// =============================================================================
// Market Data Service — one frame/kline API over replay, live file, history
// and the synthetic generator
// =============================================================================
//
// Resolution precedence for a query:
//   1. interval "1m"  -> the registered frame provider (replay engine in
//      replay mode, live-file provider in live mode); non-empty wins.
//   2. interval "1d"  -> the static daily history archive.
//   3. otherwise      -> upstream proxy (real provider + configured URL),
//      else the deterministic generator.
//   4. strict live mode refuses the synthetic fallback for 1m frames and
//      surfaces `live_frames_unavailable` instead.
// =============================================================================

pub mod archive;
pub mod frame;
pub mod generator;
pub mod live_file;
pub mod replay;
pub mod session;

use std::sync::Arc;

use chrono::Utc;
use serde::{Deserialize, Serialize};
use tracing::{debug, warn};

use crate::market::archive::FrameArchive;
use crate::market::frame::{BarFrame, FrameBatch};
use crate::market::live_file::LiveFileProvider;
use crate::market::replay::ReplayEngine;
use crate::types::{DataMode, MarketProvider};

/// Capability set of the active 1m frame source. Constructed once at boot:
/// either the replay engine or the live-file provider.
pub trait FrameProvider: Send + Sync {
    fn provider_name(&self) -> &'static str;
    /// Last `limit` frames for a symbol at `interval` (empty when the
    /// source does not carry that interval).
    fn frames(&self, symbol: &str, interval: &str, limit: usize) -> Vec<BarFrame>;
    /// Sorted unique symbols carried by this source.
    fn symbols(&self) -> Vec<String>;
    /// Mode-specific status payload for the control API.
    fn status_json(&self) -> serde_json::Value;
}

impl FrameProvider for ReplayEngine {
    fn provider_name(&self) -> &'static str {
        "replay"
    }

    fn frames(&self, symbol: &str, interval: &str, limit: usize) -> Vec<BarFrame> {
        if interval != "1m" {
            return Vec::new();
        }
        self.visible_frames(symbol, limit)
    }

    fn symbols(&self) -> Vec<String> {
        ReplayEngine::symbols(self)
    }

    fn status_json(&self) -> serde_json::Value {
        serde_json::to_value(self.status()).unwrap_or_default()
    }
}

impl FrameProvider for LiveFileProvider {
    fn provider_name(&self) -> &'static str {
        "live_file"
    }

    fn frames(&self, symbol: &str, interval: &str, limit: usize) -> Vec<BarFrame> {
        LiveFileProvider::frames(self, symbol, interval, limit)
    }

    fn symbols(&self) -> Vec<String> {
        LiveFileProvider::symbols(self, "1m")
    }

    fn status_json(&self) -> serde_json::Value {
        serde_json::to_value(self.status()).unwrap_or_default()
    }
}

// -----------------------------------------------------------------------------
// Errors
// -----------------------------------------------------------------------------

/// Failures the service surfaces to callers instead of degrading silently.
#[derive(Debug, Clone, PartialEq, Eq)]
pub enum MarketDataError {
    /// Strict live mode and the 1m feed has nothing for the symbol.
    LiveFramesUnavailable,
    /// The upstream proxy failed and no fallback is permitted.
    Upstream(String),
}

impl std::fmt::Display for MarketDataError {
    fn fmt(&self, f: &mut std::fmt::Formatter<'_>) -> std::fmt::Result {
        match self {
            Self::LiveFramesUnavailable => write!(f, "live_frames_unavailable"),
            Self::Upstream(msg) => write!(f, "market_upstream_error: {msg}"),
        }
    }
}

impl std::error::Error for MarketDataError {}

// -----------------------------------------------------------------------------
// Query / kline types
// -----------------------------------------------------------------------------

#[derive(Debug, Clone)]
pub struct FrameQuery {
    pub symbol: String,
    pub interval: String,
    pub limit: usize,
}

/// Compact kline row for chart-style consumers.
#[derive(Debug, Clone, Serialize, Deserialize)]
pub struct Kline {
    pub ts_ms: i64,
    pub open: f64,
    pub high: f64,
    pub low: f64,
    pub close: f64,
    pub volume: f64,
}

// -----------------------------------------------------------------------------
// Service
// -----------------------------------------------------------------------------

pub struct MarketDataService {
    provider: Arc<dyn FrameProvider>,
    history: Arc<FrameArchive>,
    data_mode: DataMode,
    market_provider: MarketProvider,
    strict_live: bool,
    upstream_url: Option<String>,
    upstream_api_key: Option<String>,
    http: reqwest::Client,
}

impl MarketDataService {
    pub fn new(
        provider: Arc<dyn FrameProvider>,
        history: Arc<FrameArchive>,
        data_mode: DataMode,
        market_provider: MarketProvider,
        strict_live: bool,
        upstream_url: Option<String>,
        upstream_api_key: Option<String>,
    ) -> Self {
        Self {
            provider,
            history,
            data_mode,
            market_provider,
            strict_live,
            upstream_url,
            upstream_api_key,
            http: reqwest::Client::new(),
        }
    }

    fn batch_mode(&self) -> &'static str {
        match self.market_provider {
            MarketProvider::Real => "real",
            MarketProvider::Mock => "mock",
        }
    }

    fn wrap(&self, provider: &str, frames: Vec<BarFrame>) -> FrameBatch {
        let mut batch = FrameBatch::new("cn-a", self.batch_mode(), provider);
        batch.frames = frames;
        batch
    }

    /// Resolve one frame query through the precedence chain.
    pub async fn frames(&self, query: &FrameQuery) -> Result<FrameBatch, MarketDataError> {
        if query.limit == 0 {
            return Ok(self.wrap(self.provider.provider_name(), Vec::new()));
        }

        // 1. Canonical 1m feed.
        if query.interval == "1m" {
            let frames = self
                .provider
                .frames(&query.symbol, &query.interval, query.limit);
            if !frames.is_empty() {
                return Ok(self.wrap(self.provider.provider_name(), frames));
            }
            if self.strict_live && self.data_mode == DataMode::LiveFile {
                return Err(MarketDataError::LiveFramesUnavailable);
            }
        }

        // 2. Daily history archive.
        if query.interval == "1d" {
            let frames = self.history.daily_for_symbol(&query.symbol, query.limit);
            if !frames.is_empty() {
                return Ok(self.wrap("history", frames));
            }
        }

        // 3. Upstream proxy.
        if self.market_provider == MarketProvider::Real {
            if let Some(url) = &self.upstream_url {
                match self.fetch_upstream(url, query).await {
                    Ok(batch) => return Ok(batch),
                    Err(e) => {
                        warn!(error = %e, symbol = %query.symbol, "market upstream failed");
                        if self.strict_live {
                            return Err(MarketDataError::Upstream(e.to_string()));
                        }
                    }
                }
            }
        }

        // 4. Synthetic fallback, never in strict live mode.
        if self.strict_live {
            if query.interval == "1m" {
                return Err(MarketDataError::LiveFramesUnavailable);
            }
            return Ok(self.wrap("none", Vec::new()));
        }
        let now_ms = Utc::now().timestamp_millis();
        debug!(symbol = %query.symbol, interval = %query.interval, "serving generated frames");
        Ok(self.wrap(
            "generator",
            generator::generate(&query.symbol, &query.interval, query.limit, now_ms),
        ))
    }

    /// Same resolution chain, projected to chart klines.
    pub async fn klines(&self, query: &FrameQuery) -> Result<Vec<Kline>, MarketDataError> {
        let batch = self.frames(query).await?;
        Ok(batch
            .frames
            .iter()
            .map(|f| Kline {
                ts_ms: f.window.start_ts_ms,
                open: f.open,
                high: f.high,
                low: f.low,
                close: f.close,
                volume: f.volume_shares,
            })
            .collect())
    }

    /// Symbols carried by the active provider, falling back to the daily
    /// archive universe when the feed is empty.
    pub fn symbols(&self) -> Vec<String> {
        let from_provider = self.provider.symbols();
        if !from_provider.is_empty() {
            return from_provider;
        }
        self.history.daily_symbols()
    }

    pub fn provider_status(&self) -> serde_json::Value {
        serde_json::json!({
            "data_mode": self.data_mode.to_string(),
            "market_provider": self.market_provider.to_string(),
            "strict_live": self.strict_live,
            "provider": self.provider.provider_name(),
            "status": self.provider.status_json(),
        })
    }

    async fn fetch_upstream(
        &self,
        url: &str,
        query: &FrameQuery,
    ) -> anyhow::Result<FrameBatch> {
        let params = [
            ("symbol", query.symbol.clone()),
            ("interval", query.interval.clone()),
            ("limit", query.limit.to_string()),
        ];
        let mut req = self.http.get(url).query(&params);
        if let Some(key) = &self.upstream_api_key {
            req = req.bearer_auth(key);
        }
        let resp = req.send().await?;
        let status = resp.status();
        if !status.is_success() {
            anyhow::bail!("upstream status {status}");
        }
        let batch: FrameBatch = resp.json().await?;
        if !batch.is_valid_schema() {
            anyhow::bail!("upstream schema_version {:?}", batch.schema_version);
        }
        Ok(batch)
    }
}

// =============================================================================
// Tests
// =============================================================================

* Action item: The lines from the one holding "let resp = req.send().await?;" to the final line of the entries, both included, are what should be output, exactly and alone.

* Solution below:
        let resp = req.send().await?;
        let status = resp.status();
        if !status.is_success() {
            anyhow::bail!("upstream status {status}");
        }
        let batch: FrameBatch = resp.json().await?;
        if !batch.is_valid_schema() {
            anyhow::bail!("upstream schema_version {:?}", batch.schema_version);
        }
        Ok(batch)
    }
}

// =============================================================================
// Tests
// =============================================================================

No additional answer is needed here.